Few, if any buildings in the world were quite like it. Generally speaking, all the experts agree that above most if not all others, it was a crowning achievement testifying to the accomplishments of men.

The scope of its size. The volume of its sanctum. The brilliant design. The unparalleled architectural accomplishment. Its beautiful ornation. Its unparalleled art. Its testimony to centuries of work and centuries more of history.

And yet, the structure was tragically destroyed. Its culture, lost. Its brilliance, scuttled. Its testimony, quieted. No longer will it give witness of an age of man’s brilliance long forgotten. Now, it too will be dust and ashes, stubble and straw.

Whether or not mankind can ever replicate it, we perhaps will never know. There will never be another like it. And now that it is gone, the world gathers around it to mourn.

People of every religion have wept for it. Men of every field of study lament its passing. Some wonder if its destruction is a terrible omen for mankind, if the human race can survive without its glory. Others view it as a harbinger for the new Dark Ages, when the men who could make such a thing no longer exist. Shall we venture back to our caves?

Our children will not walk its halls or gaze upon its shadows; they shall play in its ashes.

Woe, am I. We are undone. Civilization is lessened, even crippled, by its loss.

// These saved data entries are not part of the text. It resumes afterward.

//! Deterministic in-memory page runtime carrying two browser behaviors:
//! submit-time validation of the login/registration forms (`form_guard`) and
//! the cross-window configuration handshake of an embedded planner interface
//! (`bridge`).
//!
//! Pages are parsed from raw HTML into an arena DOM and driven through
//! explicit user actions (`type_text`, `set_checked`, `submit`, ...). Delays
//! run against a virtual clock, so the fixed settle timers of the embed
//! handshake execute deterministically via [`Page::advance_time`] instead of
//! real sleeps.

use std::error::Error as StdError;
use std::fmt;

mod bridge;
mod dom;
mod form_guard;
mod html;
mod message;
mod page;
mod selector;


pub use bridge::{
    BridgeState, ControlId, ControlSurface, EmbedBridge, SETTLE_DELAY_MS, apply_config,
};
pub use dom::{Dom, NodeId};
pub use form_guard::{
    LOGIN_FORM_ID, MSG_CONFIRM_REQUIRED, MSG_EMAIL_INVALID, MSG_EMAIL_REQUIRED,
    MSG_PASSWORD_MISMATCH, MSG_PASSWORD_REQUIRED, REGISTER_FORM_ID, install_form_guard,
    is_valid_email, switch_tab, validate_login, validate_registration,
};
pub use message::{
    CONFIG_MESSAGE_TYPE, ConfigMessage, READY_MESSAGE_TYPE, READY_STATUS, ReadinessNotice,
};
pub use page::{
    Embedding, EventState, MessageEvent, Page, PendingTimer, PostedMessage, WindowRef,
};

pub type Result<T> = std::result::Result<T, Error>;

#[derive(Debug, Clone, PartialEq, Eq)]
pub enum Error {
    HtmlParse(String),
    SelectorNotFound(String),
    UnsupportedSelector(String),
    TypeMismatch {
        selector: String,
        expected: String,
        actual: String,
    },
    ControlAccess(String),
    Runtime(String),
    AssertionFailed {
        selector: String,
        expected: String,
        actual: String,
    },
}

impl fmt::Display for Error {
    fn fmt(&self, f: &mut fmt::Formatter<'_>) -> fmt::Result {
        match self {
            Self::HtmlParse(msg) => write!(f, "html parse error: {msg}"),
            Self::SelectorNotFound(selector) => write!(f, "selector not found: {selector}"),
            Self::UnsupportedSelector(selector) => write!(f, "unsupported selector: {selector}"),
            Self::TypeMismatch {
                selector,
                expected,
                actual,
            } => write!(
                f,
                "type mismatch for {selector}: expected {expected}, actual {actual}"
            ),
            Self::ControlAccess(msg) => write!(f, "control access error: {msg}"),
            Self::Runtime(msg) => write!(f, "runtime error: {msg}"),
            Self::AssertionFailed {
                selector,
                expected,
                actual,
            } => write!(
                f,
                "assertion failed for {selector}: expected {expected}, actual {actual}"
            ),
        }
    }
}

impl StdError for Error {}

This building spoke to us about a better time, a greater time, a time of accomplishment, brilliance, and achievement. Even if we do not agree with what happened there or support its cause, we have all stared upon its beauty to admire it. And now that it’s gone, so is the testimony of our greatness.

Shall we get over such a loss? Shall we overcome?

Ashes to ashes, the tower has fallen,
A cathedral to man’s greatness.
Never before, and never again, shall a building testify like this,
Of man’s power, wisdom, and genius

Beauty and genius, the tower has fallen,
A cathedral to sinful leaven,
With spirals and scaffolds by which man can scale into Heaven,
Humanity mourns it’s passing.

By JD Hall

I write not of Notre Dame. I write of the Tower of Babel.

No building on Earth, in the history of mankind, better exemplifies the creative genius and ingenuity of man than the Tower of Babel. For God looked down and saw their building’s design and recognized their collective brilliance, acknowledging, “…nothing they plan to do will be impossible for them” (Genesis 11:6).

But in the end, that cathedral to man’s wickedness was nothing but a monument to man’s rebellion against God. God himself tore it down, brick-by-brick. The tower testified to man’s ambition, but it stood defiantly opposed to the God of Heavens, and the God of Heavens brought it crashing down.

If you would not mourn the passing of the Tower of Babel, do not mourn the passing of Notre Dame. Those two structures could not dare compete for beauty, scope, and size and if we do not mourn the greater, we should not mourn the lesser.

In fact, praise God. On Monday night, for the first time in nearly 900 years, Notre Dame finally cast light into the darkness.